Step 1: Understanding the Concept:
In commercial mathematics, profit is the financial gain realized when the selling price of a commodity exceeds its baseline production or purchase cost price. The profit percentage is always calculated relative to the initial cost price ($CP$), representing how much extra money is earned for every 100 units of the cost.

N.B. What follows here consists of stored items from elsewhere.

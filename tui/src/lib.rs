//! Nyan TUI - Terminal panel for Nyan Progress
//!
//! Runs the activity controller in-process and draws its panel in the
//! terminal: a status line, the star-field track and the flying cat.
//!
//! # Architecture
//!
//! - **App**: event loop, key bindings and layout
//! - **Bridge**: the receiving end of the controller's panel channel
//! - **Widgets**: the track and sprite
//! - **Theme**: rainbow palette

pub mod app;
pub mod bridge;
pub mod theme;
pub mod widgets;

pub use app::App;
pub use bridge::PanelBridge;
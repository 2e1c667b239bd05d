//! Nyan Daemon - Headless Progress Host
//!
//! Runs the activity controller outside an editor. Host events arrive as
//! JSON lines on stdin, and the status-bar indicator is drawn on stderr.
//!
//! # Usage
//!
//! ```bash
//! # Listen for host events on stdin
//! some-build-watcher | nyan-daemon listen
//!
//! # Wrap a command in a progress context
//! nyan-daemon run -- cargo build --release
//!
//! # Play the demo sequence
//! nyan-daemon --speed fast demo
//!
//! # Verbose logging
//! RUST_LOG=debug nyan-daemon listen
//! ```
//!
//! # Signals
//!
//! - `SIGTERM` / `SIGINT`: stop every context and exit
//! - `SIGHUP`: reload the configuration file

mod listen;
mod run;
mod sink;

use std::path::PathBuf;
use std::sync::Arc;

use anyhow::{Context, Result};
use clap::{Parser, Subcommand};
use tracing::info;

use nyan_core::{
    load_config_from_path, AnimationSpeed, ConfigOverrides, LoadedConfig, NyanHost,
    SharedSettings,
};

use sink::StderrSink;

/// Nyan Daemon - headless Nyan Progress host
#[derive(Parser, Debug)]
#[command(name = "nyan-daemon")]
#[command(author, version, about, long_about = None)]
pub struct Args {
    /// Configuration file path
    #[arg(short = 'c', long, env = "NYAN_CONFIG", value_name = "FILE")]
    config: Option<PathBuf>,

    /// Animation speed (slow, normal, fast)
    #[arg(short = 's', long, value_name = "SPEED")]
    speed: Option<String>,

    /// Show a static frame instead of animating
    #[arg(long)]
    reduced_motion: bool,

    /// Hide the indicator line
    #[arg(long)]
    no_status_bar: bool,

    /// Log level (trace, debug, info, warn, error)
    #[arg(short = 'l', long, env = "NYAN_LOG_LEVEL", default_value = "warn")]
    log_level: String,

    #[command(subcommand)]
    command: Option<Commands>,
}

#[derive(Subcommand, Clone, Debug, PartialEq, Eq)]
enum Commands {
    /// Read JSON-lines host events from stdin (default)
    Listen,

    /// Run a program inside a progress context
    Run {
        /// Program to run
        program: String,

        /// Arguments passed to the program
        #[arg(trailing_var_arg = true, allow_hyphen_values = true)]
        args: Vec<String>,
    },

    /// Play the demo sequence
    Demo,
}

impl Args {
    fn overrides(&self) -> ConfigOverrides {
        let mut overrides = ConfigOverrides::new();
        if let Some(ref speed) = self.speed {
            overrides = overrides.with_animation_speed(AnimationSpeed::parse(speed));
        }
        if self.reduced_motion {
            overrides = overrides.with_reduced_motion(true);
        }
        if self.no_status_bar {
            overrides = overrides.with_status_bar(false);
        }
        overrides
    }

    /// Load the file and environment, then apply CLI overrides
    fn load_config(&self) -> Result<LoadedConfig> {
        let path = self
            .config
            .clone()
            .or_else(nyan_core::default_config_path);
        let mut loaded = load_config_from_path(path).context("Failed to load configuration")?;
        self.overrides().apply(&mut loaded);
        Ok(loaded)
    }
}

/// Initialize logging with the specified level
fn init_logging(level: &str) {
    let filter = tracing_subscriber::EnvFilter::try_from_default_env().unwrap_or_else(|_| {
        tracing_subscriber::EnvFilter::new(format!("nyan_daemon={level},nyan_core={level}"))
    });

    tracing_subscriber::fmt()
        .with_env_filter(filter)
        .with_target(true)
        .with_writer(std::io::stderr)
        .init();
}

#[tokio::main]
async fn main() -> Result<()> {
    let args = Args::parse();
    init_logging(&args.log_level);

    let loaded = args.load_config()?;
    info!(
        source = %loaded.source,
        speed = %loaded.snapshot.animation_speed,
        "Configuration loaded"
    );

    let settings = SharedSettings::new(loaded.snapshot);
    let host = NyanHost::activate(Arc::new(settings.clone()), Arc::new(StderrSink::new()));

    let command = args.command.clone().unwrap_or(Commands::Listen);
    let code = match command {
        Commands::Listen => {
            listen::run(&host, &settings, || args.load_config()).await?;
            0
        }
        Commands::Run {
            program,
            args: program_args,
        } => run::run(&host.api(), &program, &program_args).await?,
        Commands::Demo => {
            host.api().demo().await?;
            0
        }
    };

    host.deactivate();
    sink::finish_line();

    if code != 0 {
        std::process::exit(code);
    }
    Ok(())
}

#[cfg(test)]
mod tests {
    use super::*;
    use pretty_assertions::assert_eq;

    #[test]
    fn test_defaults_to_listen() {
        let args = Args::try_parse_from(["nyan-daemon"]).unwrap();
        assert_eq!(args.command, None);
        assert!(!args.reduced_motion);
    }

    #[test]
    fn test_run_keeps_program_flags() {
        let args =
            Args::try_parse_from(["nyan-daemon", "run", "--", "cargo", "build", "--release"])
                .unwrap();
        assert_eq!(
            args.command,
            Some(Commands::Run {
                program: "cargo".into(),
                args: vec!["build".into(), "--release".into()],
            })
        );
    }

    #[test]
    fn test_overrides_from_flags() {
        let args = Args::try_parse_from([
            "nyan-daemon",
            "--speed",
            "fast",
            "--reduced-motion",
            "--no-status-bar",
            "demo",
        ])
        .unwrap();
        let mut loaded = LoadedConfig::default();
        args.overrides().apply(&mut loaded);
        assert_eq!(loaded.snapshot.animation_speed, AnimationSpeed::Fast);
        assert!(loaded.snapshot.reduced_motion);
        assert!(!loaded.snapshot.enable_status_bar);
    }
}
#[cfg(test)]
pub(crate) mod tests {
    use super::*;
    use parking_lot::Mutex;
    use pretty_assertions::assert_eq;

    /// Records every call made on it
    #[derive(Default)]
    pub(crate) struct RecordingSurface {
        pub(crate) loads: Mutex<usize>,
        pub(crate) messages: Mutex<Vec<PanelMessage>>,
        pub(crate) reveals: Mutex<Vec<bool>>,
        pub(crate) fail: Mutex<bool>,
    }

    impl RecordingSurface {
        pub(crate) fn kinds(&self) -> Vec<&'static str> {
            self.messages.lock().iter().map(PanelMessage::kind).collect()
        }
    }

    impl PanelSurface for RecordingSurface {
        fn load(&self, _markup: &PanelMarkup) {
            *self.loads.lock() += 1;
        }

        fn post(&self, message: &PanelMessage) -> Result<(), DeliveryError> {
            if *self.fail.lock() {
                return Err(DeliveryError::Rejected("test".into()));
            }
            self.messages.lock().push(message.clone());
            Ok(())
        }

        fn show(&self, preserve_focus: bool) {
            self.reveals.lock().push(preserve_focus);
        }
    }

    fn status(text: &str) -> PanelMessage {
        PanelMessage::Status(text.to_string())
    }

    #[test]
    fn test_queues_until_ready_then_flushes_in_order() {
        let mut provider = PanelProvider::new();
        assert_eq!(provider.post_message(status("one")), PostOutcome::Queued);
        assert_eq!(provider.post_message(status("two")), PostOutcome::Queued);

        let surface = Arc::new(RecordingSurface::default());
        provider.resolve(surface.clone());
        assert_eq!(provider.post_message(status("three")), PostOutcome::Queued);
        assert!(surface.messages.lock().is_empty());

        let report = provider.handle_ready(&ConfigSnapshot::default());
        assert_eq!(report.flushed, 3);
        assert_eq!(
            *surface.messages.lock(),
            vec![
                status("one"),
                status("two"),
                status("three"),
                PanelMessage::Config(MotionConfig::from(&ConfigSnapshot::default())),
            ]
        );
        assert_eq!(provider.pending_len(), 0);

        assert_eq!(provider.post_message(status("four")), PostOutcome::Delivered);
        assert_eq!(surface.messages.lock().len(), 5);
    }

    #[test]
    fn test_markup_rendered_once_per_surface() {
        let mut provider = PanelProvider::new();
        let surface = Arc::new(RecordingSurface::default());
        provider.resolve(surface.clone());
        provider.handle_ready(&ConfigSnapshot::default());
        provider.set_status("hello");
        assert_eq!(*surface.loads.lock(), 1);
    }

    #[test]
    fn test_reveal_coalesces_before_ready() {
        let mut provider = PanelProvider::new();
        let surface = Arc::new(RecordingSurface::default());
        provider.resolve(surface.clone());

        assert_eq!(provider.reveal(false), RevealOutcome::Deferred);
        assert_eq!(provider.reveal(true), RevealOutcome::Deferred);
        assert!(surface.reveals.lock().is_empty());

        let report = provider.handle_ready(&ConfigSnapshot::default());
        assert_eq!(report.revealed, Some(true));
        assert_eq!(*surface.reveals.lock(), vec![true]);
        assert_eq!(provider.pending_reveal(), None);
    }

    #[test]
    fn test_reveal_immediately_when_ready() {
        let mut provider = PanelProvider::new();
        let surface = Arc::new(RecordingSurface::default());
        provider.resolve(surface.clone());
        provider.handle_ready(&ConfigSnapshot::default());

        assert_eq!(provider.reveal(false), RevealOutcome::Shown);
        assert_eq!(*surface.reveals.lock(), vec![false]);
    }

    #[test]
    fn test_dispose_surface_keeps_queue_drops_reveal() {
        let mut provider = PanelProvider::new();
        let first = Arc::new(RecordingSurface::default());
        provider.resolve(first.clone());
        provider.post_message(status("queued"));
        provider.reveal(true);

        provider.dispose_surface();
        assert!(!provider.has_surface());
        assert_eq!(provider.pending_len(), 1);
        assert_eq!(provider.pending_reveal(), None);

        let second = Arc::new(RecordingSurface::default());
        provider.resolve(second.clone());
        let report = provider.handle_ready(&ConfigSnapshot::default());
        assert_eq!(report.flushed, 1);
        assert_eq!(report.revealed, None);
        assert_eq!(second.kinds(), vec!["status", "config"]);
        assert!(first.messages.lock().is_empty());
    }

    #[test]
    fn test_resolve_resets_readiness() {
        let mut provider = PanelProvider::new();
        provider.resolve(Arc::new(RecordingSurface::default()));
        provider.handle_ready(&ConfigSnapshot::default());
        assert!(provider.is_ready());

        provider.resolve(Arc::new(RecordingSurface::default()));
        assert!(!provider.is_ready());
        assert_eq!(provider.post_message(PanelMessage::Stop), PostOutcome::Queued);
    }

    #[test]
    fn test_delivery_failure_is_reported_not_retried() {
        let mut provider = PanelProvider::new();
        let surface = Arc::new(RecordingSurface::default());
        provider.resolve(surface.clone());
        provider.handle_ready(&ConfigSnapshot::default());

        *surface.fail.lock() = true;
        assert!(matches!(
            provider.post_message(PanelMessage::Stop),
            PostOutcome::Failed(DeliveryError::Rejected(_))
        ));
        assert_eq!(provider.pending_len(), 0);
    }

    #[test]
    fn test_ready_without_surface_is_ignored() {
        let mut provider = PanelProvider::new();
        provider.post_message(PanelMessage::Stop);
        let report = provider.handle_ready(&ConfigSnapshot::default());
        assert_eq!(report, ReadyReport::default());
        assert!(!provider.is_ready());
        assert_eq!(provider.pending_len(), 1);
    }

    #[test]
    fn test_dispose_clears_everything() {
        let mut provider = PanelProvider::new();
        provider.resolve(Arc::new(RecordingSurface::default()));
        provider.post_message(PanelMessage::Stop);
        provider.reveal(true);
        provider.dispose();
        assert!(!provider.has_surface());
        assert_eq!(provider.pending_len(), 0);
        assert_eq!(provider.pending_reveal(), None);
    }

    #[tokio::test]
    async fn test_channel_surface_forwards_directives() {
        let (surface, mut rx) = ChannelSurface::new();
        let mut provider = PanelProvider::new();
        provider.resolve(Arc::new(surface.clone()));
        provider.set_status("queued");
        provider.handle_ready(&ConfigSnapshot::default());
        provider.reveal(true);

        assert!(matches!(rx.recv().await, Some(SurfaceDirective::Markup(_))));
        assert_eq!(
            rx.recv().await,
            Some(SurfaceDirective::Message(status("queued")))
        );
        assert!(matches!(
            rx.recv().await,
            Some(SurfaceDirective::Message(PanelMessage::Config(_)))
        ));
        assert_eq!(
            rx.recv().await,
            Some(SurfaceDirective::Reveal {
                preserve_focus: true
            })
        );
    }

    #[test]
    fn test_channel_surface_errors() {
        let (surface, rx) = ChannelSurface::new();
        for _ in 0..500 {
            assert_eq!(surface.post(&PanelMessage::Stop), Ok(()));
        }
        assert!(surface.is_connected());
        drop(rx);
        assert!(!surface.is_connected());
        assert_eq!(surface.post(&PanelMessage::Stop), Err(DeliveryError::Closed));
    }

    #[test]
    fn test_channel_surface_takes_long_flush() {
        let (surface, mut rx) = ChannelSurface::new();
        let mut provider = PanelProvider::new();
        provider.resolve(Arc::new(surface));
        for i in 0..100 {
            provider.set_status(&format!("step {i}"));
        }
        provider.post_message(PanelMessage::Stop);

        let report = provider.handle_ready(&ConfigSnapshot::default());
        assert!(report.failures.is_empty());
        assert_eq!(provider.pending_len(), 0);

        let mut last = None;
        while let Ok(directive) = rx.try_recv() {
            last = Some(directive);
        }
        assert!(matches!(
            last,
            Some(SurfaceDirective::Message(PanelMessage::Config(_)))
        ));
    }

    #[test]
    fn test_markup_html_carries_nonce() {
        let markup = PanelMarkup::render();
        assert_eq!(markup.nonce.len(), 32);
        assert_ne!(markup.nonce, PanelMarkup::render().nonce);

        let html = markup.to_html(&MarkupResources {
            csp_source: "vscode-resource:".into(),
            ..MarkupResources::default()
        });
        assert!(html.contains(&format!("script-src 'nonce-{}'", markup.nonce)));
        assert!(html.contains(INITIAL_STATUS));
        assert!(html.contains("img-src vscode-resource: data:"));
    }
}
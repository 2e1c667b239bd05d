//! Nyan Core - Context-Counted Activity Indicator
//!
//! This crate shows an animated "busy" state while any number of overlapping
//! activities (tasks, debug sessions, manual toggles, demo runs) are active,
//! and returns to idle once the last one ends. It is independent of any UI
//! framework: hosts supply a status-bar sink and a panel surface.
//!
//! # Architecture
//!
//! ```text
//! ┌──────────────────────────────────────────────────────────────────┐
//! │                        Host Environment                          │
//! │   tasks / debug sessions / commands          settings changes    │
//! └───────────────┬──────────────────────────────────┬───────────────┘
//!                 │        InboundEvent queue        │
//!                 ▼                                  ▼
//! ┌──────────────────────────────────────────────────────────────────┐
//! │  Dispatcher ──► EventTracker (reduce) ──► ActivityController     │
//! │                                          │                │      │
//! │                                    ContextSet      ConfigSnapshot │
//! │                                          │                       │
//! │                      ┌───────────────────┴──────────┐            │
//! │                      ▼                              ▼            │
//! │               StatusIndicator                 PanelProvider      │
//! │             (frames / engaged)             (queue until ready)   │
//! └──────────────────────┬───────────────────────────────┬───────────┘
//!                        ▼                               ▼
//!                   StatusSink                 PanelSurface ──► PanelAnimation
//! ```
//!
//! # Key Types
//!
//! - [`ActivityController`]: owns the context set and drives both outputs
//! - [`PanelProvider`]: queued message channel to a panel that may not be
//!   ready yet
//! - [`PanelAnimation`]: the panel's frame-paced animation loop
//! - [`NyanHost`] / [`ProgressApi`]: explicit lifecycle and public API
//! - [`Dispatcher`]: applies the inbound event queue to the controller
//!
//! # Quick Start
//!
//! ```ignore
//! use std::sync::Arc;
//! use nyan_core::{MemoryStatusSink, NyanHost, ProgressOptions, SharedSettings};
//!
//! #[tokio::main]
//! async fn main() {
//!     let host = NyanHost::activate(
//!         Arc::new(SharedSettings::default()),
//!         Arc::new(MemoryStatusSink::new()),
//!     );
//!     let api = host.api();
//!
//!     let answer = api
//!         .with_progress(ProgressOptions::titled("Task: fetch"), async { 42 })
//!         .await
//!         .unwrap();
//!
//!     host.deactivate();
//! }
//! ```

#![deny(missing_docs)]
#![deny(clippy::all)]
#![warn(clippy::pedantic)]
#![allow(clippy::module_name_repetitions)]

pub mod config;
pub mod context;
pub mod controller;
pub mod dispatch;
pub mod events;
pub mod host;
pub mod indicator;
pub mod messages;
pub mod panel;
pub mod provider;

// Re-export main types for convenience
pub use config::{
    default_config_path, detect_reduced_motion, load_config, load_config_from_path,
    AnimationSpeed, ConfigError, ConfigOverrides, ConfigSnapshot, ConfigSource, LoadedConfig,
    SettingKey, Settings, SharedSettings,
};
pub use context::{ContextId, ContextSet, COMPLETION_FALLBACK, STOPPED_BY_USER};
pub use controller::{
    ActivityController, ProgressOptions, ProviderSnapshot, StartOptions, DEMO_DURATION,
};
pub use dispatch::{Dispatcher, Effect, EventTracker};
pub use events::{Command, HostEvent, InboundEvent};
pub use host::{ApiError, ContextGuard, NyanHost, ProgressApi};
pub use indicator::{MemoryStatusSink, StatusIndicator, StatusSink, StatusState};
pub use messages::{MotionConfig, PanelMessage, SurfaceEvent};
pub use panel::{FrameOutcome, PanelAnimation, ToggleButton, TrackMetrics};
pub use provider::{
    ChannelSurface, DeliveryError, MarkupResources, PanelMarkup, PanelProvider, PanelSurface,
    PostOutcome, ReadyReport, RevealOutcome, SurfaceDirective,
};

Step 2: Key Formula or Approach:
We can determine the total Selling Price ($SP$) using the standard percentage-based financial formula:
$$ SP = CP \times \left(1 + \frac{\text{Profit %}}{100}\right) \quad \text{or} \quad SP = CP + \text{Profit Value} $$
Where:
- Cost Price ($CP$) = Rs 800
- Profit Percentage = 20%
Step 3: Detailed Explanation:
Let's calculate the absolute cash profit value earned on the article first:
$$ \text{Profit Value} = 20% \text{ of } CP = \frac{20}{100} \times 800 $$
$$ \text{Profit Value} = 20 \times 8 = 160 \text{ Rs} $$
Now, add this financial gain to the original cost price to figure out the final retail selling price:
$$ SP = CP + \text{Profit Value} $$
$$ SP = 800 + 160 = 960 \text{ Rs} $$
Alternatively, using the multiplier scaling method:
$$ SP = 800 \times \left( \frac{100 + 20}{100} \right) = 800 \times \frac{120}{100} = 8 \times 120 = 960 \text{ Rs} $$
Both approaches yield a total selling price of Rs 960, which corresponds to option (C).
Step 4: Final Answer:
The selling price of the article is Rs 960.